## Your assignment:
Return, word for word, only the lines of the data below that lie between the line with "let host = host_and_port" and the line with "pub fn is_exact_domain(domain: &str, url: &str)", those two lines included.

== Segment start ==

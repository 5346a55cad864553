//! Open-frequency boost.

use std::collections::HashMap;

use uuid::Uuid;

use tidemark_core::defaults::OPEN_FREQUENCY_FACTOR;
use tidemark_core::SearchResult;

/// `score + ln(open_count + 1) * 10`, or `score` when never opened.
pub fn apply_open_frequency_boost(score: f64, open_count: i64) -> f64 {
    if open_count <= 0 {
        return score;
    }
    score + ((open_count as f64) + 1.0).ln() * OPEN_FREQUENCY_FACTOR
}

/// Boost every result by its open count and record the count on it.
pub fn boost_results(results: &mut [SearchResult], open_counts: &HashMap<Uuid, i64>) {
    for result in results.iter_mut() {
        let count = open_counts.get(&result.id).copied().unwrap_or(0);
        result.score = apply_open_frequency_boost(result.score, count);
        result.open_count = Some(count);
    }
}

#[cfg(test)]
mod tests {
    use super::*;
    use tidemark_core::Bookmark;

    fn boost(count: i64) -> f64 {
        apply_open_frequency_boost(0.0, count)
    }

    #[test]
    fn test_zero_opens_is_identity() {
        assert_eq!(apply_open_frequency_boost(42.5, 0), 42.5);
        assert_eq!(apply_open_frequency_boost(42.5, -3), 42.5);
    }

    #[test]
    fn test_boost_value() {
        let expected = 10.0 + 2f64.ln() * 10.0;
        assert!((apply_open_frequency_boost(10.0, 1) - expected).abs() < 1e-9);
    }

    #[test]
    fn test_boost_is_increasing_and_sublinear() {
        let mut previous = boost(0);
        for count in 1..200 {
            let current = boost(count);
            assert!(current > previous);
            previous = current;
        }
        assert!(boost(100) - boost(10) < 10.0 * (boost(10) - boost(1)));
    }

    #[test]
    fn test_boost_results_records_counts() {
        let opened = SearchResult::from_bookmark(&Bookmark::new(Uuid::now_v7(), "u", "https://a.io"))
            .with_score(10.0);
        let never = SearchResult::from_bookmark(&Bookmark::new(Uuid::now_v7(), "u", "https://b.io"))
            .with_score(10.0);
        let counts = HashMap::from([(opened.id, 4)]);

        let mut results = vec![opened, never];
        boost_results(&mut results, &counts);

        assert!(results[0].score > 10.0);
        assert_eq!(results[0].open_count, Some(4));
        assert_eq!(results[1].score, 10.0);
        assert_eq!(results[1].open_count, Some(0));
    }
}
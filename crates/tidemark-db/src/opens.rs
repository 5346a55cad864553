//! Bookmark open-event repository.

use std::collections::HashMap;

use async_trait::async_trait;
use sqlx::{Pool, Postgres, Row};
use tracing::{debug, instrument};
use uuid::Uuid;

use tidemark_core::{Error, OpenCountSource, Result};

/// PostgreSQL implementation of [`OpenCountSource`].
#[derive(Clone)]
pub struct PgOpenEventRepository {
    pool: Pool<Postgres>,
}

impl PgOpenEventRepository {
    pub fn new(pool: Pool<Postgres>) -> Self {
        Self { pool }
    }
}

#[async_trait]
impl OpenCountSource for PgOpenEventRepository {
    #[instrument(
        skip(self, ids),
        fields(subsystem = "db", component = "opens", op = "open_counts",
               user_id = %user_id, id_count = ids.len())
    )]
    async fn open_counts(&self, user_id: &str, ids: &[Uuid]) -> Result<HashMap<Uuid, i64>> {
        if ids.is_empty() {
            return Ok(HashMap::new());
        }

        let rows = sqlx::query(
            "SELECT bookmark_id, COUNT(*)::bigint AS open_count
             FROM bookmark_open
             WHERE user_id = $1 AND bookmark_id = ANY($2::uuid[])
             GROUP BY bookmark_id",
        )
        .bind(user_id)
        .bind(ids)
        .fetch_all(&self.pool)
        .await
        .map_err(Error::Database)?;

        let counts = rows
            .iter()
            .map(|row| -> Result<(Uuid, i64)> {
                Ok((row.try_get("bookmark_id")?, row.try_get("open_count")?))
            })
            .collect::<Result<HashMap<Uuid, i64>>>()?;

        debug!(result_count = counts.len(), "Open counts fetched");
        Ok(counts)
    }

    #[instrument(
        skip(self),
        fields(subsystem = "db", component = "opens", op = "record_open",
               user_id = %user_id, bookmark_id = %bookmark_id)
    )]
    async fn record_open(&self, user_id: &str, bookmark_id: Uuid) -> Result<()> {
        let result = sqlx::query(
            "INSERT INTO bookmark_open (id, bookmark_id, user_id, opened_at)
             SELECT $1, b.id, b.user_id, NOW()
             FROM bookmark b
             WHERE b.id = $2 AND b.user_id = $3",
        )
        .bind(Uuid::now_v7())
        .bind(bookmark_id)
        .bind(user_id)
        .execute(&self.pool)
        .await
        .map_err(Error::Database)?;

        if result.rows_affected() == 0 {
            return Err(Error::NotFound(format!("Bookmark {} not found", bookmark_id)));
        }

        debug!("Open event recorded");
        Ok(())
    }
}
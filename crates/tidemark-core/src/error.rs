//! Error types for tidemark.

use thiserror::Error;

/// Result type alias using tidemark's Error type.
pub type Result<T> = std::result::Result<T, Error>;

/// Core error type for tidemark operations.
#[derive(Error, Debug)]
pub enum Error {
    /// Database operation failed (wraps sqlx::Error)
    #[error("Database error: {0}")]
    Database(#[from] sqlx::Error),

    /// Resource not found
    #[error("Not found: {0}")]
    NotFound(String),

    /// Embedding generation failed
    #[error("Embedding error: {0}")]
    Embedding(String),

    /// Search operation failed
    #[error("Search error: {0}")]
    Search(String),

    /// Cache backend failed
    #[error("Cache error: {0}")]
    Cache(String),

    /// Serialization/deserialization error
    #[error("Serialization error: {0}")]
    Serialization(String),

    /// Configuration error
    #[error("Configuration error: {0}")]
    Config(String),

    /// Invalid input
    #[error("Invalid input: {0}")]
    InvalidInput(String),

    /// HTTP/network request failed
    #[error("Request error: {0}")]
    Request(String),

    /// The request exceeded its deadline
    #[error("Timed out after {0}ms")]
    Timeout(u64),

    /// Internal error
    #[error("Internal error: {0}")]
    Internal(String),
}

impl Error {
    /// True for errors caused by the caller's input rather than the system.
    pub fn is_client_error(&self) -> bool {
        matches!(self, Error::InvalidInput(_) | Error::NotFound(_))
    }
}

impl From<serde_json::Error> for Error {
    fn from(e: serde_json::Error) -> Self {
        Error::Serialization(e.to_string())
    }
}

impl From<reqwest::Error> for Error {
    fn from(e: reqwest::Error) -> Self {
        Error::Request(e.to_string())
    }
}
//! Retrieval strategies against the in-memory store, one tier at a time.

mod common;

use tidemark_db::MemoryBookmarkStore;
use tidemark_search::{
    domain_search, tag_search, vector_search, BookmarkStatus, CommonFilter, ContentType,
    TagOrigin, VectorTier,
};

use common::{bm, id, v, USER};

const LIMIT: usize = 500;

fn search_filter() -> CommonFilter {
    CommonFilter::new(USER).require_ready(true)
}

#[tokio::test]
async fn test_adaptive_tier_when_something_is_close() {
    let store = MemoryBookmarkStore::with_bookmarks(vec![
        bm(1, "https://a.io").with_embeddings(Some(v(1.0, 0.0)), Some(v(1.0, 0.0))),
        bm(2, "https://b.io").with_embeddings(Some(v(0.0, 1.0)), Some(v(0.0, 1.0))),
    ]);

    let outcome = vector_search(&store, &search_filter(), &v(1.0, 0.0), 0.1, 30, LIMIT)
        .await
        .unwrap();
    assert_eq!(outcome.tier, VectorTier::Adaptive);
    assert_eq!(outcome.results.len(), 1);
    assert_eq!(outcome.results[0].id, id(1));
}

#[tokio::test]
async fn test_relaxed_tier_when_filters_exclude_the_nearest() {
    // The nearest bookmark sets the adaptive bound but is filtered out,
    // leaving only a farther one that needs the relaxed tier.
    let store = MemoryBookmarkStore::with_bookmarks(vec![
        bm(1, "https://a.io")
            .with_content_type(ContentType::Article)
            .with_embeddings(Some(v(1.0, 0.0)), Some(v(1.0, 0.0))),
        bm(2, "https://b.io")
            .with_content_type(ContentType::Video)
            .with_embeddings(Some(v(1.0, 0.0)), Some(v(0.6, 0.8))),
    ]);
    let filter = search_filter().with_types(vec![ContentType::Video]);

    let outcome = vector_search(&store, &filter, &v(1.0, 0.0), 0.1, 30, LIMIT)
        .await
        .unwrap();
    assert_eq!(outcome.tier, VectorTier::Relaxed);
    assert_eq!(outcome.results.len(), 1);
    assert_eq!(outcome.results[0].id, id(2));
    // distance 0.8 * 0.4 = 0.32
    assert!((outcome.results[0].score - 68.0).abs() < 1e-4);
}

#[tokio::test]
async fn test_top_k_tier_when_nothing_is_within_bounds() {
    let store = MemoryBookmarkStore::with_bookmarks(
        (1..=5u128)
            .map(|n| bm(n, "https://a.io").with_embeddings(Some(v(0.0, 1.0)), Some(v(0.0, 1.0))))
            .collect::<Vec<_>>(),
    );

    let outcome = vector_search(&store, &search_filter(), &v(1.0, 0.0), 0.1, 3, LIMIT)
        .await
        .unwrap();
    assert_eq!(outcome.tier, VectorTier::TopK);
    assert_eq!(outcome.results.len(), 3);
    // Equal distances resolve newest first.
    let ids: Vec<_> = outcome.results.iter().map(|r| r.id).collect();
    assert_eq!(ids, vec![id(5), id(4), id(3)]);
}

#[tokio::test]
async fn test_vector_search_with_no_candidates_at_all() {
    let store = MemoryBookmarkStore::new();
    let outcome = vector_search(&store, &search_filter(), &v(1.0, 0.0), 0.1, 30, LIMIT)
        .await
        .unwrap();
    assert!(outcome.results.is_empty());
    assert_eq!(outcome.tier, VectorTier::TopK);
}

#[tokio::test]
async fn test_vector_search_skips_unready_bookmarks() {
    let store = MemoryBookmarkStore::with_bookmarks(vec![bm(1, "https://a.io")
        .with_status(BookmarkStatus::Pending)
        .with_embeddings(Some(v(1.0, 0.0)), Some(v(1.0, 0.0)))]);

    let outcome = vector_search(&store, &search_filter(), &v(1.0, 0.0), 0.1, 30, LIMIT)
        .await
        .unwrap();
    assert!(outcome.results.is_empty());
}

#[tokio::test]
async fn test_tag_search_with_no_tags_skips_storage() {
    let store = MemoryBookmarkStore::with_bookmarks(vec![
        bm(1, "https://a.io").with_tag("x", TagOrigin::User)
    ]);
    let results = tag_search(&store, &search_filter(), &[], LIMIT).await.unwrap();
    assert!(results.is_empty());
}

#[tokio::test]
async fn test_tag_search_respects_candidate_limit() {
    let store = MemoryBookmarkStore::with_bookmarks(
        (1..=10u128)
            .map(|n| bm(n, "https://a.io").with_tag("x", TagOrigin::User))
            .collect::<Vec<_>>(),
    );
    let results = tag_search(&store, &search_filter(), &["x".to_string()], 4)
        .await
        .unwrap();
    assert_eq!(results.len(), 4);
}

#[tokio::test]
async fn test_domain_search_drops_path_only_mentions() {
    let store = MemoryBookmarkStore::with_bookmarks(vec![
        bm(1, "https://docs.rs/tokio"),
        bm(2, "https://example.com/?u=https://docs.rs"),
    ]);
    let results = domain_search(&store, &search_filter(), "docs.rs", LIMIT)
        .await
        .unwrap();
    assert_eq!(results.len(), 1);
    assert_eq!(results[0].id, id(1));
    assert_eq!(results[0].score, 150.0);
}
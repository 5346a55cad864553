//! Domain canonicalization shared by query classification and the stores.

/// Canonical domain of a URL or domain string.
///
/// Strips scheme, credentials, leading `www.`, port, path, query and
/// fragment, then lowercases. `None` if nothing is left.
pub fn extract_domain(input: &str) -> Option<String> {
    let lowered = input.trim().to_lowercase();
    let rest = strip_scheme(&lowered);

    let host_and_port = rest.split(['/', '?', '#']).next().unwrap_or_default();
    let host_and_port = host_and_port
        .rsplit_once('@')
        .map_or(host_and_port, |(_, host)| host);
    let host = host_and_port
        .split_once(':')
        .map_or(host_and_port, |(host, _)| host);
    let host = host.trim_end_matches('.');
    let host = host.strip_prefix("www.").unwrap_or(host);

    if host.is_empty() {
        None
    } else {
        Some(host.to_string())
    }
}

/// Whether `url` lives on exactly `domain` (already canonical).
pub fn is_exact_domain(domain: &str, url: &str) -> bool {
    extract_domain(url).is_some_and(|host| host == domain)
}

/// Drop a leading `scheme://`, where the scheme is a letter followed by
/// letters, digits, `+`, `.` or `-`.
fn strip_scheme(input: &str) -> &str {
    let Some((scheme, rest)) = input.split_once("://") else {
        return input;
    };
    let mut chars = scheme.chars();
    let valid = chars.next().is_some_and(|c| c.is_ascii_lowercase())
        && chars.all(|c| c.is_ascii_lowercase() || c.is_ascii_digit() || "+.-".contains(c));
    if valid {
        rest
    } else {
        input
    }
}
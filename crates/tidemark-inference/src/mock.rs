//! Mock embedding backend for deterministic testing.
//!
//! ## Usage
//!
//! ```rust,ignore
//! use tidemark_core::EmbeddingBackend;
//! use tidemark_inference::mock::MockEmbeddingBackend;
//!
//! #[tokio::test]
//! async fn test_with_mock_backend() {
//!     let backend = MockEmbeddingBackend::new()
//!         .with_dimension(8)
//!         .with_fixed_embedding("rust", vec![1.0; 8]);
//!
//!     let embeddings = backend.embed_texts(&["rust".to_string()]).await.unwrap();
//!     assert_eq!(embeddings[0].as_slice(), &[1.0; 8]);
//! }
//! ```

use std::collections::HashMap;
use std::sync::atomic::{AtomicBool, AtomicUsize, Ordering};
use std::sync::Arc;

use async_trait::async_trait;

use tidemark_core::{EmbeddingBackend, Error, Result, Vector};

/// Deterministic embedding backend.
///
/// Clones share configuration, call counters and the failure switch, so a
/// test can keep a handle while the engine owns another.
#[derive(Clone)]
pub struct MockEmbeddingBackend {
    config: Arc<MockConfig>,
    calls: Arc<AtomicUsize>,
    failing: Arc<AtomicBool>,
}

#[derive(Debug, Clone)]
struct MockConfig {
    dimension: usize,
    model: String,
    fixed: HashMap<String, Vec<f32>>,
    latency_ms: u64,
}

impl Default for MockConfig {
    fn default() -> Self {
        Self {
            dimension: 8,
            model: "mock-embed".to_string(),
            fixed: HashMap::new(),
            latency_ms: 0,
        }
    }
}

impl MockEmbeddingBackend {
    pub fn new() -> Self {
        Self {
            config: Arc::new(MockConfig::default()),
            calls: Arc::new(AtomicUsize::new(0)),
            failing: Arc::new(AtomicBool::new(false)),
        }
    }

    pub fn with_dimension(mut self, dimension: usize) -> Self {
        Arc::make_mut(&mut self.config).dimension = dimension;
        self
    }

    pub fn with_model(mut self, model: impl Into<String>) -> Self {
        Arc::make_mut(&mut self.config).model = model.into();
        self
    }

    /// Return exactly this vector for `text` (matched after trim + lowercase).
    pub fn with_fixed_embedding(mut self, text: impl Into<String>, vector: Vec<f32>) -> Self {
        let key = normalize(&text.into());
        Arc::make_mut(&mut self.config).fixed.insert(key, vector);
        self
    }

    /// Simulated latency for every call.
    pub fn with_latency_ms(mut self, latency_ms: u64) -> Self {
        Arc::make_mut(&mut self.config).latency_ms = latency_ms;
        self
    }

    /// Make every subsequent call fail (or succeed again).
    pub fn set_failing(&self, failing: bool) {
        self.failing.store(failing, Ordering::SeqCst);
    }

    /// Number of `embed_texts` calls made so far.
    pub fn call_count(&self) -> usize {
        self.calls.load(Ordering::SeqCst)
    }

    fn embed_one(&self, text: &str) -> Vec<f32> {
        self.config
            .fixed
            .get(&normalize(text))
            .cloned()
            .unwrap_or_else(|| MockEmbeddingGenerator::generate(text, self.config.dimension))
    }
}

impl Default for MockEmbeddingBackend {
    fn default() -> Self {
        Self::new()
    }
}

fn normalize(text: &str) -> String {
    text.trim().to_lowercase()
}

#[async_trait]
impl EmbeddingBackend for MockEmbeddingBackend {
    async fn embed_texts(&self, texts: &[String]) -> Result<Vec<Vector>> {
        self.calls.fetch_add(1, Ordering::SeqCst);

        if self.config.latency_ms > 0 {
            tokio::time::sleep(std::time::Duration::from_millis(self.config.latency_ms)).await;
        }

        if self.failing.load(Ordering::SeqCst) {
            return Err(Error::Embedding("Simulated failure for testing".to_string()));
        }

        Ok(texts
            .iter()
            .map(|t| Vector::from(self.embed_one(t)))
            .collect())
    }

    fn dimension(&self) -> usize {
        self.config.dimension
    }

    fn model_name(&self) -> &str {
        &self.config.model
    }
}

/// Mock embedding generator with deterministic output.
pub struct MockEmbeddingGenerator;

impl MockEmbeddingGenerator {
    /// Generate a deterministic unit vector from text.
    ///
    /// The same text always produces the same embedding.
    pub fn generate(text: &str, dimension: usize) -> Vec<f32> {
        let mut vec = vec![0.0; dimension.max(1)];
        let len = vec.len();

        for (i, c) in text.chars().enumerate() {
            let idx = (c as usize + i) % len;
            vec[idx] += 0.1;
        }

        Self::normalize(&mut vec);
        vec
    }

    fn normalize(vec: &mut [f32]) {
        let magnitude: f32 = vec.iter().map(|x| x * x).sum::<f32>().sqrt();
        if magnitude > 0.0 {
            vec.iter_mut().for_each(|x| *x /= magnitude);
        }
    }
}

== Segment end ==

## Reply to the exercise:
    let host = host_and_port
        .split_once(':')
        .map_or(host_and_port, |(host, _)| host);
    let host = host.trim_end_matches('.');
    let host = host.strip_prefix("www.").unwrap_or(host);

    if host.is_empty() {
        None
    } else {
        Some(host.to_string())
    }
}

/// Whether `url` lives on exactly `domain` (already canonical).
pub fn is_exact_domain(domain: &str, url: &str) -> bool {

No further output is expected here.